Coua berthae Temporal range: Holocene

Scientific classification
- Domain: Eukaryota
- Kingdom: Animalia
- Phylum: Chordata
- Class: Aves
- Order: Cuculiformes
- Family: Cuculidae
- Genus: Coua
- Species: C. berthae
- Binomial name: Coua berthae Goodman & Ravoavy 1993

= Coua berthae =

- Authority: Goodman & Ravoavy 1993

Extinct species of bird

Coua berthae is an extinct species of coua, a large, mostly terrestrial bird in the cuckoo family, from Madagascar. It was the largest member of its genus, living or extinct. It was named in honour of the Malagasy zoologist Berthe Rakotosamimanana.

== Discovery and naming ==
Alfred Grandidier discovered a complete tarsometatarsus at Apasambazimba as early as 1911. This bone is in the Academie Malgache and is now classified as a paratype. The holotype, a left half of the pelvis, was brought to light in 1983 in the Grotte d'Anjohibe near Andranoboka.

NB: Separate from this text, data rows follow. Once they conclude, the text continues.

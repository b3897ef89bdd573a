//! Line codec: field escaping, frame encoding, and byte-level decoding.
//!
//! Decoding is a small state machine fed one byte at a time
//! ([`FrameDecoder::push`]). [`read_frame`] drives it from any buffered async
//! reader, consuming exactly the bytes of one line and leaving the rest in
//! the reader's buffer for the next call.

use tokio::io::{AsyncBufRead, AsyncBufReadExt};
use tracing::warn;

/// Separates fields within a line.
pub const DELIMITER: u8 = b',';

/// Makes the following byte literal.
pub const ESCAPE: u8 = b'\\';

/// Ends a line.
pub const TERMINATOR: u8 = b'\n';

/// Errors from reading a frame off a byte stream.
#[derive(Debug, thiserror::Error)]
pub enum FrameError {
    #[error("connection closed mid-frame ({buffered} bytes buffered, no terminator)")]
    Truncated { buffered: usize },

    #[error("IO error: {0}")]
    Io(#[from] std::io::Error),
}

/// Terminal status of a list-style exchange.
#[derive(Debug, Clone, Copy, PartialEq, Eq)]
pub enum Terminal {
    /// `done`: the exchange succeeded and no more records follow.
    Done,
    /// `fail`: the daemon rejected the command.
    Fail,
}

/// One decoded protocol line.
///
/// Always holds at least one field: an empty line decodes to a single empty
/// field.
#[derive(Debug, Clone, PartialEq, Eq)]
pub struct Frame {
    fields: Vec<String>,
}

impl Frame {
    /// Build a frame from already-decoded fields.
    ///
    /// An empty field list is normalised to one empty field so that
    /// [`Frame::first`] is always defined.
    pub fn new(fields: Vec<String>) -> Self {
        if fields.is_empty() {
            return Self {
                fields: vec![String::new()],
            };
        }
        Self { fields }
    }

    /// The leading field: a status token or the first column of a record.
    pub fn first(&self) -> &str {
        &self.fields[0]
    }

    pub fn fields(&self) -> &[String] {
        &self.fields
    }

    pub fn into_fields(self) -> Vec<String> {
        self.fields
    }

    /// Classify this frame by its first field only.
    ///
    /// A record whose later fields happen to read `done` is still data.
    pub fn terminal(&self) -> Option<Terminal> {
        match self.first() {
            "done" => Some(Terminal::Done),
            "fail" => Some(Terminal::Fail),
            _ => None,
        }
    }

    /// Fields after the status token, re-escaped and joined with the
    /// delimiter, so a comma inside a field stays distinguishable from a
    /// field boundary.
    pub fn detail(&self) -> String {
        self.fields[1..]
            .iter()
            .map(|field| escape_field(field))
            .collect::<Vec<_>>()
            .join(",")
    }
}

/// Incremental decoder for one frame at a time.
#[derive(Debug, Default)]
pub struct FrameDecoder {
    fields: Vec<Vec<u8>>,
    current: Vec<u8>,
    escaping: bool,
}

impl FrameDecoder {
    pub fn new() -> Self {
        Self::default()
    }

    /// Feed one byte. Returns the completed frame when `b` is an unescaped
    /// terminator, after which the decoder is ready for the next line.
    pub fn push(&mut self, b: u8) -> Option<Frame> {
        if self.escaping {
            self.escaping = false;
            self.current.push(b);
            return None;
        }

        match b {
            ESCAPE => self.escaping = true,
            DELIMITER => {
                let field = std::mem::take(&mut self.current);
                self.fields.push(field);
            }
            TERMINATOR => {
                let field = std::mem::take(&mut self.current);
                self.fields.push(field);
                return Some(self.finish());
            }
            _ => self.current.push(b),
        }
        None
    }

    /// Bytes of the line accepted so far, excluding escape markers.
    pub fn buffered(&self) -> usize {
        self.fields.iter().map(Vec::len).sum::<usize>() + self.current.len()
    }

    /// Whether a line is partially decoded.
    pub fn in_progress(&self) -> bool {
        self.escaping || !self.current.is_empty() || !self.fields.is_empty()
    }

    fn finish(&mut self) -> Frame {
        let fields = std::mem::take(&mut self.fields)
            .into_iter()
            .map(field_to_string)
            .collect();
        Frame::new(fields)
    }
}

fn field_to_string(bytes: Vec<u8>) -> String {
    match String::from_utf8(bytes) {
        Ok(s) => s,
        Err(e) => {
            warn!("field is not valid UTF-8, decoding lossily");
            String::from_utf8_lossy(e.as_bytes()).into_owned()
        }
    }
}

/// Decode every complete frame in `bytes`, ignoring any unterminated tail.
pub fn decode_all(bytes: &[u8]) -> Vec<Frame> {
    let mut decoder = FrameDecoder::new();
    bytes.iter().filter_map(|&b| decoder.push(b)).collect()
}

/// Read exactly one frame from `reader`.
///
/// Bytes after the terminator stay buffered in `reader`. Fails with
/// [`FrameError::Truncated`] if the stream ends before a terminator.
pub async fn read_frame<R>(reader: &mut R) -> Result<Frame, FrameError>
where
    R: AsyncBufRead + Unpin,
{
    let mut decoder = FrameDecoder::new();
    loop {
        let buf = reader.fill_buf().await?;
        if buf.is_empty() {
            return Err(FrameError::Truncated {
                buffered: decoder.buffered(),
            });
        }

        let mut consumed = 0;
        let mut frame = None;
        for &b in buf {
            consumed += 1;
            if let Some(done) = decoder.push(b) {
                frame = Some(done);
                break;
            }
        }
        reader.consume(consumed);

        if let Some(frame) = frame {
            return Ok(frame);
        }
    }
}

/// Prefix every delimiter, escape, and terminator byte in `field` with an
/// escape so it decodes back to itself.
pub fn escape_field(field: &str) -> String {
    let mut out = String::with_capacity(field.len());
    for c in field.chars() {
        if matches!(c, '\\' | ',' | '\n') {
            out.push('\\');
        }
        out.push(c);
    }
    out
}

/// Encode fields into one wire line.
///
/// Fields are joined with the delimiter. With `trailing_delimiter` one more
/// delimiter follows the last field. With `escape` each field passes through
/// [`escape_field`] first; without it fields are written verbatim.
pub fn encode<S: AsRef<str>>(fields: &[S], trailing_delimiter: bool, escape: bool) -> Vec<u8> {
    let mut line = String::new();
    for (i, field) in fields.iter().enumerate() {
        if i > 0 {
            line.push(DELIMITER as char);
        }
        if escape {
            line.push_str(&escape_field(field.as_ref()));
        } else {
            line.push_str(field.as_ref());
        }
    }
    if trailing_delimiter {
        line.push(DELIMITER as char);
    }
    line.push(TERMINATOR as char);
    line.into_bytes()
}

#[cfg(test)]
mod tests {
    use super::*;
    use pretty_assertions::assert_eq;

    fn fields(frame: &Frame) -> Vec<&str> {
        frame.fields().iter().map(String::as_str).collect()
    }

    #[test]
    fn test_decode_escaped_delimiter_and_backslash() {
        let frames = decode_all(b"a\\,b,c\\\\d\n");
        assert_eq!(frames.len(), 1);
        assert_eq!(fields(&frames[0]), vec!["a,b", "c\\d"]);
    }

    #[test]
    fn test_escaped_newline_is_data() {
        let frames = decode_all(b"multi\\\nline,x\n");
        assert_eq!(frames.len(), 1);
        assert_eq!(fields(&frames[0]), vec!["multi\nline", "x"]);
    }

    #[test]
    fn test_escape_applies_to_exactly_one_byte() {
        let frames = decode_all(b"\\ab,\\\\,\\q\n");
        assert_eq!(fields(&frames[0]), vec!["ab", "\\", "q"]);
    }

    #[test]
    fn test_empty_line_is_one_empty_field() {
        let frames = decode_all(b"\n");
        assert_eq!(fields(&frames[0]), vec![""]);
    }

    #[test]
    fn test_empty_fields_are_kept() {
        let frames = decode_all(b",a,,\n");
        assert_eq!(fields(&frames[0]), vec!["", "a", "", ""]);
    }

    #[test]
    fn test_decoder_resets_between_lines() {
        let frames = decode_all(b"dev1,Lamp\ndev2,Fan\ndone\n");
        assert_eq!(frames.len(), 3);
        assert_eq!(fields(&frames[1]), vec!["dev2", "Fan"]);
        assert_eq!(frames[2].terminal(), Some(Terminal::Done));
    }

    #[test]
    fn test_unterminated_tail_is_ignored_by_decode_all() {
        let frames = decode_all(b"done\ndev1,La");
        assert_eq!(frames.len(), 1);
    }

    #[test]
    fn test_decoder_tracks_partial_line() {
        let mut decoder = FrameDecoder::new();
        assert!(!decoder.in_progress());
        for &b in b"ab,c" {
            assert!(decoder.push(b).is_none());
        }
        assert!(decoder.in_progress());
        assert_eq!(decoder.buffered(), 3);
    }

    #[test]
    fn test_non_ascii_bytes_pass_through() {
        let frames = decode_all("Lüfter,Küche\n".as_bytes());
        assert_eq!(fields(&frames[0]), vec!["Lüfter", "Küche"]);
    }

    #[test]
    fn test_terminal_is_first_field_only() {
        let record = Frame::new(vec!["dev3".into(), "done".into()]);
        assert_eq!(record.terminal(), None);

        let fail = Frame::new(vec!["fail".into(), "no such device".into()]);
        assert_eq!(fail.terminal(), Some(Terminal::Fail));
        assert_eq!(fail.detail(), "no such device");
    }

    #[test]
    fn test_detail_keeps_field_boundaries() {
        let escaped_comma = &decode_all(b"fail,a\\,b\n")[0];
        let two_fields = &decode_all(b"fail,a,b\n")[0];
        assert_eq!(escaped_comma.detail(), "a\\,b");
        assert_eq!(two_fields.detail(), "a,b");
        assert_ne!(escaped_comma.detail(), two_fields.detail());
    }

    #[test]
    fn test_frame_new_normalises_empty() {
        let frame = Frame::new(Vec::new());
        assert_eq!(frame.first(), "");
        assert_eq!(frame.fields().len(), 1);
    }

    #[test]
    fn test_encode_verbatim() {
        let line = encode(&["list-actions", "dev1"], false, false);
        assert_eq!(line, b"list-actions,dev1\n");
    }

    #[test]
    fn test_encode_trailing_delimiter() {
        let line = encode(&["action-run", "dev1", "a1", "5", "on"], true, false);
        assert_eq!(line, b"action-run,dev1,a1,5,on,\n");
    }

    #[test]
    fn test_encode_escapes_special_bytes() {
        let line = encode(&["say", "hi, there\\\n"], false, true);
        assert_eq!(line, b"say,hi\\, there\\\\\\\n\n");
    }

    #[test]
    fn test_escaped_encode_decodes_to_same_fields() {
        let original = vec!["a,b", "c\\d", "line\nbreak", ""];
        let frames = decode_all(&encode(&original, false, true));
        assert_eq!(frames.len(), 1);
        assert_eq!(fields(&frames[0]), original);
    }

    #[tokio::test]
    async fn test_read_frame_leaves_remaining_bytes_buffered() {
        let mut reader: &[u8] = b"dev1,Lamp\ndone\n";
        let first = read_frame(&mut reader).await.unwrap();
        assert_eq!(fields(&first), vec!["dev1", "Lamp"]);
        assert_eq!(reader, b"done\n");

        let second = read_frame(&mut reader).await.unwrap();
        assert_eq!(second.terminal(), Some(Terminal::Done));
    }

    #[tokio::test]
    async fn test_read_frame_truncated() {
        let mut reader: &[u8] = b"dev1,La";
        let err = read_frame(&mut reader).await.unwrap_err();
        assert!(matches!(err, FrameError::Truncated { buffered: 6 }));
    }

    #[tokio::test]
    async fn test_read_frame_on_closed_stream() {
        let mut reader: &[u8] = b"";
        let err = read_frame(&mut reader).await.unwrap_err();
        assert!(matches!(err, FrameError::Truncated { buffered: 0 }));
    }

    #[tokio::test]
    async fn test_read_frame_across_small_reads() {
        let data: &[u8] = b"x\\,y,z\n";
        let mut reader = tokio::io::BufReader::with_capacity(2, data);
        let frame = read_frame(&mut reader).await.unwrap();
        assert_eq!(fields(&frame), vec!["x,y", "z"]);
    }
}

It is named after the Malagasy primatologist and palaeontologist, Bertha Rakotosamimanana.

== Description ==
Due to the length of the pelvis half of 68.2 mm and the tarsometatarsus of 92.9 mm, it is assumed that Coua berthae represented the largest type of silk cuckoo. An estimated minimum weight of 740 g was calculated from the comparison of the basin lengths of four recent types of silk cuckoo using linear regression. This estimated weight is twice that of Coua gigas - the largest of the living couas. Given that all silk cuckoo species have proportionally small wing bones, it has been assumed that Coua berthae was not a good flyer.

== Extinction ==
Coua berthae is known only from fossilized remains from the Holocene period; the exact time of extinction and the cause are unknown. Deforestation could have been a contributing factor to its extinction.